BEGIN

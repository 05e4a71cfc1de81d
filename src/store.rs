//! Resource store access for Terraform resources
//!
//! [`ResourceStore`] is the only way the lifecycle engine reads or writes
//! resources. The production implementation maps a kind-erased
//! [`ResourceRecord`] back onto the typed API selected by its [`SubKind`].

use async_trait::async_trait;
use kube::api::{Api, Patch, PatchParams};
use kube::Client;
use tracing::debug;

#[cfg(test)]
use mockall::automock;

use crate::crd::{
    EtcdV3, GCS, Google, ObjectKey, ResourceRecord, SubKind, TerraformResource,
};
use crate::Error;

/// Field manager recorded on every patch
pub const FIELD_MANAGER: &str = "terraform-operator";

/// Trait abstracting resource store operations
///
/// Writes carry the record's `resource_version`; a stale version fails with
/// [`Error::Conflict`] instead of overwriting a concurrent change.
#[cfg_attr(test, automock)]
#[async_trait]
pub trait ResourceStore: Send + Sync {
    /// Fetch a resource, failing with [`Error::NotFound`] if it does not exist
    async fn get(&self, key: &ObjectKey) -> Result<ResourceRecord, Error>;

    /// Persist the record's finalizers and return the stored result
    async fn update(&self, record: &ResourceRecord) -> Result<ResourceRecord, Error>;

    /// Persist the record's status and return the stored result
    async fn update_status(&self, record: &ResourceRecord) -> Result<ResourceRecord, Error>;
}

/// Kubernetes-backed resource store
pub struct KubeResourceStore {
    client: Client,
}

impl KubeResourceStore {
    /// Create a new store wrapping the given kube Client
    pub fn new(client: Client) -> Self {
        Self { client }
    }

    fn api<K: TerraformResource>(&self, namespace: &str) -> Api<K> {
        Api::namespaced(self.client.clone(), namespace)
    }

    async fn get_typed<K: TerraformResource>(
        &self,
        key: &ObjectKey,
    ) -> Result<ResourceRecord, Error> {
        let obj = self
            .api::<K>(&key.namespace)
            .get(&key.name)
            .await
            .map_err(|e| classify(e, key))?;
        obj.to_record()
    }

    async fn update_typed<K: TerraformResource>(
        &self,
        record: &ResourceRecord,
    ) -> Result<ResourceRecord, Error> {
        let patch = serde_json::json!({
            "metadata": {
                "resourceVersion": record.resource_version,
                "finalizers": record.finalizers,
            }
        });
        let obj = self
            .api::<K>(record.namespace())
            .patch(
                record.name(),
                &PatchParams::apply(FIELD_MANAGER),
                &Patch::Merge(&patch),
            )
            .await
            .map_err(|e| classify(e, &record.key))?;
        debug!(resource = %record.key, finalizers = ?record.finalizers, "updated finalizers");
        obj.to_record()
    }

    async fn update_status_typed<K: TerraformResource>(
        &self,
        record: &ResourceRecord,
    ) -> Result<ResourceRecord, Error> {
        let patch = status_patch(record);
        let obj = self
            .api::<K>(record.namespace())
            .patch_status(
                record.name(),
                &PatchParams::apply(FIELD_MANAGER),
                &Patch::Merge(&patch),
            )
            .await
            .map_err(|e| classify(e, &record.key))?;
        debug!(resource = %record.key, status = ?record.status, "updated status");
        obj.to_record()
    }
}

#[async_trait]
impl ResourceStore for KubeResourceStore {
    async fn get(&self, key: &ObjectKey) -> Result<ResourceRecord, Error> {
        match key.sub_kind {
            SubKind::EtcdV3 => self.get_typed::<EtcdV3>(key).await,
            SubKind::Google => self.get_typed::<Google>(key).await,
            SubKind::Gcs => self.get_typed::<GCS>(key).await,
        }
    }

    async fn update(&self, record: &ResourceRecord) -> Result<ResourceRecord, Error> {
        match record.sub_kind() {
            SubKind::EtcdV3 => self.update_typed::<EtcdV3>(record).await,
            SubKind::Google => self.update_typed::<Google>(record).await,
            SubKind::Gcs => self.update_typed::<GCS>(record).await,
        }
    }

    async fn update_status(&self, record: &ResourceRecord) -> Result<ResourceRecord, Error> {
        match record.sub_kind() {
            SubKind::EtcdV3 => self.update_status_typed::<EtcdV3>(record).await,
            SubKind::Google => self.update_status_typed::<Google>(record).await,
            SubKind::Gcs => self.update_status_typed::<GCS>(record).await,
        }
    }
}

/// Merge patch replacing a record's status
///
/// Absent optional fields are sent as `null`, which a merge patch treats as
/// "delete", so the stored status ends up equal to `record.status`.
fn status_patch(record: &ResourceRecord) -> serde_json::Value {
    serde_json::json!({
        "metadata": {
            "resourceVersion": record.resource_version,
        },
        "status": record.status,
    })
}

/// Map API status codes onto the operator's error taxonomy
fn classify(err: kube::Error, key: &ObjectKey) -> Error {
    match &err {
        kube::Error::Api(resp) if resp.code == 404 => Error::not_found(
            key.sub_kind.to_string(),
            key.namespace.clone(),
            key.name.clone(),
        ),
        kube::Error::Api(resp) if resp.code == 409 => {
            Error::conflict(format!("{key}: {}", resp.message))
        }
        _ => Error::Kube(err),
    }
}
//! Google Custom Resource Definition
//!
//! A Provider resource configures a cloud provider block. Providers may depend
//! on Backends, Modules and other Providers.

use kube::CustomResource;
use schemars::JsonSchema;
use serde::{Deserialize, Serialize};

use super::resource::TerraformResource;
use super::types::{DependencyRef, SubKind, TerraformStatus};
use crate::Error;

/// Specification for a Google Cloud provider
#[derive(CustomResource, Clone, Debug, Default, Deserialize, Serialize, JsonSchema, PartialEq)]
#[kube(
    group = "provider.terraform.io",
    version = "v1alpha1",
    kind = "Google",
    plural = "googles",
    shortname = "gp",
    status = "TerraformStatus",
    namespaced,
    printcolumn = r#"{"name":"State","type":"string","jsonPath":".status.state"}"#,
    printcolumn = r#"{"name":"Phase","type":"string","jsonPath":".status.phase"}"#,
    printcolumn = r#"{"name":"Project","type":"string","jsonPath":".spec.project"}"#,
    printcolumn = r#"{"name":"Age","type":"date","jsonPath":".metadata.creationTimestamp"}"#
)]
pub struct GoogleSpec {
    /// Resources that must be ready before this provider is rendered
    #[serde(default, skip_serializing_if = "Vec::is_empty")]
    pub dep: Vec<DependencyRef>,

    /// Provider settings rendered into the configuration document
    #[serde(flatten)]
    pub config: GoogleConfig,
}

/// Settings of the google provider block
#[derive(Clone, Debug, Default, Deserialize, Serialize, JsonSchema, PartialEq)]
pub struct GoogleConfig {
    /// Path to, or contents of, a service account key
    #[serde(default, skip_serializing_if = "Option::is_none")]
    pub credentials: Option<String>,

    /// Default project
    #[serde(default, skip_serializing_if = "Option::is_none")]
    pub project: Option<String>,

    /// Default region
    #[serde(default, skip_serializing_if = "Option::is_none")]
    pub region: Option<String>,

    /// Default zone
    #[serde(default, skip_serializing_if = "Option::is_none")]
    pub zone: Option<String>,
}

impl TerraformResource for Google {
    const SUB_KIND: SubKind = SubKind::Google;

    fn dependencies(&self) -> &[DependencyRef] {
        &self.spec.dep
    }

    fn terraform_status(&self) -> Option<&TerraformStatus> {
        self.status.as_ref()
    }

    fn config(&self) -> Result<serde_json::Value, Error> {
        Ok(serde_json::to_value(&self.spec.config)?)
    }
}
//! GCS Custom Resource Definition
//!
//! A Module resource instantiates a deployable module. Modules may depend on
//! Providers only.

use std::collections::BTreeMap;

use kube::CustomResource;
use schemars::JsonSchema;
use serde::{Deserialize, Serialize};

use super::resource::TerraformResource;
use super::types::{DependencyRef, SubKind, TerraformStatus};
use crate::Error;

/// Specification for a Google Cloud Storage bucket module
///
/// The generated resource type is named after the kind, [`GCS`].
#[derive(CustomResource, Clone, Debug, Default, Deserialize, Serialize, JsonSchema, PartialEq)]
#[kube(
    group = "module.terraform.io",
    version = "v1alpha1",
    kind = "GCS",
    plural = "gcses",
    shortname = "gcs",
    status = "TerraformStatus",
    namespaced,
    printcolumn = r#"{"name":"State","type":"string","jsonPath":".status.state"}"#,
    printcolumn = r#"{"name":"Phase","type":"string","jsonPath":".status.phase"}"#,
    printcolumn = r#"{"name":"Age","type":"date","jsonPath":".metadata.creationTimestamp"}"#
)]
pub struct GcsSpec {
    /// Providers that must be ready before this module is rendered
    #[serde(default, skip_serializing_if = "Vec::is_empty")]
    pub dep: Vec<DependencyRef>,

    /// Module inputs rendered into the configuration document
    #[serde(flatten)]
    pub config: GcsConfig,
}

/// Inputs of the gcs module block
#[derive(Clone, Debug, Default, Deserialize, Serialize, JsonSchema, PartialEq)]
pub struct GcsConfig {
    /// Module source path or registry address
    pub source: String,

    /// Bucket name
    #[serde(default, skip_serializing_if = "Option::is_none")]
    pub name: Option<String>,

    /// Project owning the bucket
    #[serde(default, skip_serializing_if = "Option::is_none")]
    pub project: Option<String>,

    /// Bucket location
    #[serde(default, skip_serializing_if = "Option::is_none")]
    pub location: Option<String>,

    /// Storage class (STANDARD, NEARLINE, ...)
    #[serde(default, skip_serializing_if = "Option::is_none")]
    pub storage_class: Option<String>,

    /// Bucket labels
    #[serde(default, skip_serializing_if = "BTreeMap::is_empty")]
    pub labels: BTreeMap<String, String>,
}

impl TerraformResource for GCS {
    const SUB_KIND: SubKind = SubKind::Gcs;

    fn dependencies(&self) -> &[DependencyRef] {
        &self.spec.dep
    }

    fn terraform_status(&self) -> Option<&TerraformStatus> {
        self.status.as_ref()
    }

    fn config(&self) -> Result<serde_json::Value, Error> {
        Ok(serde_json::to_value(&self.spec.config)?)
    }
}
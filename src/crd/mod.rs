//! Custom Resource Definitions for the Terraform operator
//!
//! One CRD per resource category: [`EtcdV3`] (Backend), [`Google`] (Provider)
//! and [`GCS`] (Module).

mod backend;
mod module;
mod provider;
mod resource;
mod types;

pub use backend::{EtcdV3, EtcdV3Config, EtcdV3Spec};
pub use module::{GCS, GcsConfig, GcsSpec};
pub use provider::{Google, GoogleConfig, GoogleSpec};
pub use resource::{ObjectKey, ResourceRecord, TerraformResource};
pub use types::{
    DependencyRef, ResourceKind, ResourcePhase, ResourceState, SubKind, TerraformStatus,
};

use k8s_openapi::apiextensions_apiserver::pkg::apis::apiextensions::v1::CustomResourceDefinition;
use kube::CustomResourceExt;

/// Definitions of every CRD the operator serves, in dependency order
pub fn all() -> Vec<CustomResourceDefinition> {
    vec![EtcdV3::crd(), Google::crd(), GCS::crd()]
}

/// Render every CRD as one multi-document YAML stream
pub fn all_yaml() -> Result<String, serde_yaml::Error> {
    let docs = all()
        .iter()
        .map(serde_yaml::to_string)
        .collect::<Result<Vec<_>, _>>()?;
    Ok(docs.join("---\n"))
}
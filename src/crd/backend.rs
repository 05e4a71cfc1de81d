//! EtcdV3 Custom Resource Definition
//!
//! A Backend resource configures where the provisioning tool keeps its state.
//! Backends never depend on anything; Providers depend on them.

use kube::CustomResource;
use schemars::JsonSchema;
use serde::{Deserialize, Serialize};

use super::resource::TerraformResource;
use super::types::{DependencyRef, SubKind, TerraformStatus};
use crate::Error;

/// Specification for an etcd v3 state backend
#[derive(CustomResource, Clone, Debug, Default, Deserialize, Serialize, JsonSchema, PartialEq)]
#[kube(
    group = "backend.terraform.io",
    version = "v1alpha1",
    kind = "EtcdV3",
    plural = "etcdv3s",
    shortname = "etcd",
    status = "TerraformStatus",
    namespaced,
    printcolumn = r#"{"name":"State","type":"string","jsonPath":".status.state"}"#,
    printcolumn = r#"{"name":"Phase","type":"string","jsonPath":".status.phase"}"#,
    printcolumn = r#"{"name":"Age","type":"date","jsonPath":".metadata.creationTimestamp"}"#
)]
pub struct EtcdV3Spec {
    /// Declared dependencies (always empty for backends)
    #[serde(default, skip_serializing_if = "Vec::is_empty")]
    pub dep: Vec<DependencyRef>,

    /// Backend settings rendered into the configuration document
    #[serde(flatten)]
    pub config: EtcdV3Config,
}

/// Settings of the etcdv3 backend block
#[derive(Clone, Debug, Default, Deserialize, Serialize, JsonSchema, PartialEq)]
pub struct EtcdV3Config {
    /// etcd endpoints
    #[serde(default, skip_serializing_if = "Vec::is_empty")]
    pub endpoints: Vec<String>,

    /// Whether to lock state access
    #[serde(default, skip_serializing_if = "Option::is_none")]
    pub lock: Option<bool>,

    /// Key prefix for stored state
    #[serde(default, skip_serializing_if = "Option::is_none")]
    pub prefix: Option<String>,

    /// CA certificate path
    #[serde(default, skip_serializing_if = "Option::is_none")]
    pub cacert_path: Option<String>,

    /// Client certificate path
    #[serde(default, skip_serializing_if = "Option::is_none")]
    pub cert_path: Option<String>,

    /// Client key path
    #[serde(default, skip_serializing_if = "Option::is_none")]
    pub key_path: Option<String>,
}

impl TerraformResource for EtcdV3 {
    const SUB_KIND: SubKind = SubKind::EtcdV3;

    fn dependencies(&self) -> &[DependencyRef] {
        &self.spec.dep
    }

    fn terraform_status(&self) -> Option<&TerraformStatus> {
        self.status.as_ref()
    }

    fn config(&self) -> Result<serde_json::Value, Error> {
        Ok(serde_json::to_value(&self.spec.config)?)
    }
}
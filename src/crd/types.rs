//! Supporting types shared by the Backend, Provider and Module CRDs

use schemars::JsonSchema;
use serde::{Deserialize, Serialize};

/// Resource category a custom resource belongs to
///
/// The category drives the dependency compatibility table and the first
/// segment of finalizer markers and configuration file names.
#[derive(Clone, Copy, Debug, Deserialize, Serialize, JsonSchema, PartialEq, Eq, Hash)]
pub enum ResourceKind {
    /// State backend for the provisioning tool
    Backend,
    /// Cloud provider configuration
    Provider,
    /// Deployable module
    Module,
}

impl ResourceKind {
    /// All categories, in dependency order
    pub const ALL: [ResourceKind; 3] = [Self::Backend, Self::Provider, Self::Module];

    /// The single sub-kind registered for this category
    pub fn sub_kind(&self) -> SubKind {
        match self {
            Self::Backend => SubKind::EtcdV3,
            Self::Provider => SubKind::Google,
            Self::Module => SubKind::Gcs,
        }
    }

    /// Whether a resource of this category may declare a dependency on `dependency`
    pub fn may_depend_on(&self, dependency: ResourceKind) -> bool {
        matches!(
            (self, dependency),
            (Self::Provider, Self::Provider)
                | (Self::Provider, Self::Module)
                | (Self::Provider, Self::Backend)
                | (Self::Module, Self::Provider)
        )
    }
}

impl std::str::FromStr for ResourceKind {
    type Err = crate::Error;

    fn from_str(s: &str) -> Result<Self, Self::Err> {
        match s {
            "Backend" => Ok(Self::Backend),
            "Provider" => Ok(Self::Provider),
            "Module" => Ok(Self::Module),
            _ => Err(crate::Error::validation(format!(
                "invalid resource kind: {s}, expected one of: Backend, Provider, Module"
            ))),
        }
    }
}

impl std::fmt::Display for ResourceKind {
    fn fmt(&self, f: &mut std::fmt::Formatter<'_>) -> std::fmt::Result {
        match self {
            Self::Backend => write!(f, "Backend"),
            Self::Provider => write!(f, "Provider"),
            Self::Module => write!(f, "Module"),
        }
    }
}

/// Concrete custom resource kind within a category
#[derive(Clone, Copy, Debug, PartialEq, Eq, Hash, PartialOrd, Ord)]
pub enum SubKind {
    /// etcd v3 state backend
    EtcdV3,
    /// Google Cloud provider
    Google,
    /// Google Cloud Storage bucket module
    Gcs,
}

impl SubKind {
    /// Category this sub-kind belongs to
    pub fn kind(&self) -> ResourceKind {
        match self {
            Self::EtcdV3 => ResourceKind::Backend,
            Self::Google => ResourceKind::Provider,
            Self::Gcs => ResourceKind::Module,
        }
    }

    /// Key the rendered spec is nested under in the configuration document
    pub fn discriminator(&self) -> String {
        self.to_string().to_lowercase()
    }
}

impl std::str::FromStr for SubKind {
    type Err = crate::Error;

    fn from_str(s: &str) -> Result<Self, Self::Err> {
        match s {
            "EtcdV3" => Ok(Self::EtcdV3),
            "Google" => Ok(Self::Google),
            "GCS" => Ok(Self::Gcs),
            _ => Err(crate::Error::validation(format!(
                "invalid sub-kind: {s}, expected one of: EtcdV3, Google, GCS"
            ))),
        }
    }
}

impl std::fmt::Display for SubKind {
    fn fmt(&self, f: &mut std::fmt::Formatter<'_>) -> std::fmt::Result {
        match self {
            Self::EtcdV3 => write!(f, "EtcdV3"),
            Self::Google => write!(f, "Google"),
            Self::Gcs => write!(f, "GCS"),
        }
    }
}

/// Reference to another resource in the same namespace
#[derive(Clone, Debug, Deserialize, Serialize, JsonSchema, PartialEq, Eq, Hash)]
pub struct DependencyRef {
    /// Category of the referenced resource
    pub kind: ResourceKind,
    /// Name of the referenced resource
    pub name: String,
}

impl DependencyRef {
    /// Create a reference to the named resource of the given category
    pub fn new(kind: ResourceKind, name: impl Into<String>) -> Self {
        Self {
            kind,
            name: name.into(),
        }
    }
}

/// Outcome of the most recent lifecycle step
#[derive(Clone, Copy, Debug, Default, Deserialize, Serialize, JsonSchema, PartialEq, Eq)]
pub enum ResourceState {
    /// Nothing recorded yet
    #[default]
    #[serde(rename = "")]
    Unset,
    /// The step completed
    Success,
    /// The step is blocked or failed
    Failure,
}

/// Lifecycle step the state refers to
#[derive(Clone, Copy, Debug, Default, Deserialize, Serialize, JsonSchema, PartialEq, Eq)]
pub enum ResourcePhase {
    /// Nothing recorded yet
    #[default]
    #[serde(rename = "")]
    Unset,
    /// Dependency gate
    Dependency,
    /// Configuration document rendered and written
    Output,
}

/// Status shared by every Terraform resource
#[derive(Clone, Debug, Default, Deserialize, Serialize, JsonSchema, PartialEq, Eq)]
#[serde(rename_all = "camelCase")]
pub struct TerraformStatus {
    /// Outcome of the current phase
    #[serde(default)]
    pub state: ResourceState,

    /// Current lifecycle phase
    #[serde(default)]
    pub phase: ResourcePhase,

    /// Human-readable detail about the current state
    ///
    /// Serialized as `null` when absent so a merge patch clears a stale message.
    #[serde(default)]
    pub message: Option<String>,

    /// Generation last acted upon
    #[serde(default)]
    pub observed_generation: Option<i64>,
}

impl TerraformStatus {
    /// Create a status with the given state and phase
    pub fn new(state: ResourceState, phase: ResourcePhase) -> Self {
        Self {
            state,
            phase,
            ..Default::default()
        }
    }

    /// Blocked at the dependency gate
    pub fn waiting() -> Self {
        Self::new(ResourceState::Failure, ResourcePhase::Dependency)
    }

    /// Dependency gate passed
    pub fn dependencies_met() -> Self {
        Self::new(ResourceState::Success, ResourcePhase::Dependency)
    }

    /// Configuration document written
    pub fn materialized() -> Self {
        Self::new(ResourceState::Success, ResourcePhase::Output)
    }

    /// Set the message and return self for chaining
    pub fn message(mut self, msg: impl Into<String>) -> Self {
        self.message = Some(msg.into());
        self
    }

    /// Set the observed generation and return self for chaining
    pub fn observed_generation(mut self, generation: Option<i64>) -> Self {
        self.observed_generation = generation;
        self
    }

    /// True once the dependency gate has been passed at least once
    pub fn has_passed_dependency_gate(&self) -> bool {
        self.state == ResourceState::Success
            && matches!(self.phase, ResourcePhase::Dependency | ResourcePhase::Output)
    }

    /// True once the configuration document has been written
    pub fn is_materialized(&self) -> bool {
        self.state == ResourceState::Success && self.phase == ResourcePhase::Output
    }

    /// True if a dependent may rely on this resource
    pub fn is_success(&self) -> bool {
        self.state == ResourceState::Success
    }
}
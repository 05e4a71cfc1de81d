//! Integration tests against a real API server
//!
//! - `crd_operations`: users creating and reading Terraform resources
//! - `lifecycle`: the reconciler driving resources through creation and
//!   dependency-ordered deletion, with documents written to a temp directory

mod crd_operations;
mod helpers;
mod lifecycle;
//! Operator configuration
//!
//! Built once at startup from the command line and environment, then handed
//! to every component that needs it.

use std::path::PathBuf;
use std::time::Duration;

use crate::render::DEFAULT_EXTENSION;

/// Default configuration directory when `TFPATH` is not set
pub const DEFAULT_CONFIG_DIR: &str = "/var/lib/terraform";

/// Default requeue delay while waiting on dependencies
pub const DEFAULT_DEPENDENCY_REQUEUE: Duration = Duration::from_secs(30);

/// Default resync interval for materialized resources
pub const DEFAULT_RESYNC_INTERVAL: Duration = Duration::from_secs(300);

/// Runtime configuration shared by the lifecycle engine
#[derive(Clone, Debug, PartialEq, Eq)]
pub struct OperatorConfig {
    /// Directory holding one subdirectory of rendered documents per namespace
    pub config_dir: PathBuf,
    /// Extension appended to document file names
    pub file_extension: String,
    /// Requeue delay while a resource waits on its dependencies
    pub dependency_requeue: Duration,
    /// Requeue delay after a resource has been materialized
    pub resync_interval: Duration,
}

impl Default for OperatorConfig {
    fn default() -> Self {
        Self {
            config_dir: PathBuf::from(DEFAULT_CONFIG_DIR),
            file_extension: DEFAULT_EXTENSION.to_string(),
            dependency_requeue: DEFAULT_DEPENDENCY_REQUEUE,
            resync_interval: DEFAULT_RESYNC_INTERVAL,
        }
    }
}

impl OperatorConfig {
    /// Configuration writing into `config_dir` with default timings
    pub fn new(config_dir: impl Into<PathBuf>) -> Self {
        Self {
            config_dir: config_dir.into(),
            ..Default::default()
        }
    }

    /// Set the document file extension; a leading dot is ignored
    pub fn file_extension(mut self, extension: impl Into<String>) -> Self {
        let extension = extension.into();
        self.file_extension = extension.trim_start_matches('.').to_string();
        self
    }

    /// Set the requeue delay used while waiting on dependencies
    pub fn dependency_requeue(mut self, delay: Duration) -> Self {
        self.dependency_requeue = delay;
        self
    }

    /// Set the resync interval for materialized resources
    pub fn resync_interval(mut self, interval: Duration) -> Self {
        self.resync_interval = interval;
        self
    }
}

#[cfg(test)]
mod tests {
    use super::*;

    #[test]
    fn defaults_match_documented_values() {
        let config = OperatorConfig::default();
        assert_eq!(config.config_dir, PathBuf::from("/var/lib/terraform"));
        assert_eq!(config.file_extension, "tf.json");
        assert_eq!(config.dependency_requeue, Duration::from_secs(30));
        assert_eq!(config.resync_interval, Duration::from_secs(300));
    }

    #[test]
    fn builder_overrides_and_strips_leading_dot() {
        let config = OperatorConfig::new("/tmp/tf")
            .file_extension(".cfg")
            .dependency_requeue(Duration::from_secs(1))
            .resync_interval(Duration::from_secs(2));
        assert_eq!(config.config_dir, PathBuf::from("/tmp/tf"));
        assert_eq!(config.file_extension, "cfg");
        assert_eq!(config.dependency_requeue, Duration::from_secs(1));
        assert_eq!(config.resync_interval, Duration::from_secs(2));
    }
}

END

* _Problem_
Copy out, word for word, the part of the entries above that begins at the line with "fn default() ->" and ends at the line with "use super::*;", including both.

* _Answer to this exercise_
    fn default() -> Self {
        Self {
            config_dir: PathBuf::from(DEFAULT_CONFIG_DIR),
            file_extension: DEFAULT_EXTENSION.to_string(),
            dependency_requeue: DEFAULT_DEPENDENCY_REQUEUE,
            resync_interval: DEFAULT_RESYNC_INTERVAL,
        }
    }
}

impl OperatorConfig {
    /// Configuration writing into `config_dir` with default timings
    pub fn new(config_dir: impl Into<PathBuf>) -> Self {
        Self {
            config_dir: config_dir.into(),
            ..Default::default()
        }
    }

    /// Set the document file extension; a leading dot is ignored
    pub fn file_extension(mut self, extension: impl Into<String>) -> Self {
        let extension = extension.into();
        self.file_extension = extension.trim_start_matches('.').to_string();
        self
    }

    /// Set the requeue delay used while waiting on dependencies
    pub fn dependency_requeue(mut self, delay: Duration) -> Self {
        self.dependency_requeue = delay;
        self
    }

    /// Set the resync interval for materialized resources
    pub fn resync_interval(mut self, interval: Duration) -> Self {
        self.resync_interval = interval;
        self
    }
}

#[cfg(test)]
mod tests {
    use super::*;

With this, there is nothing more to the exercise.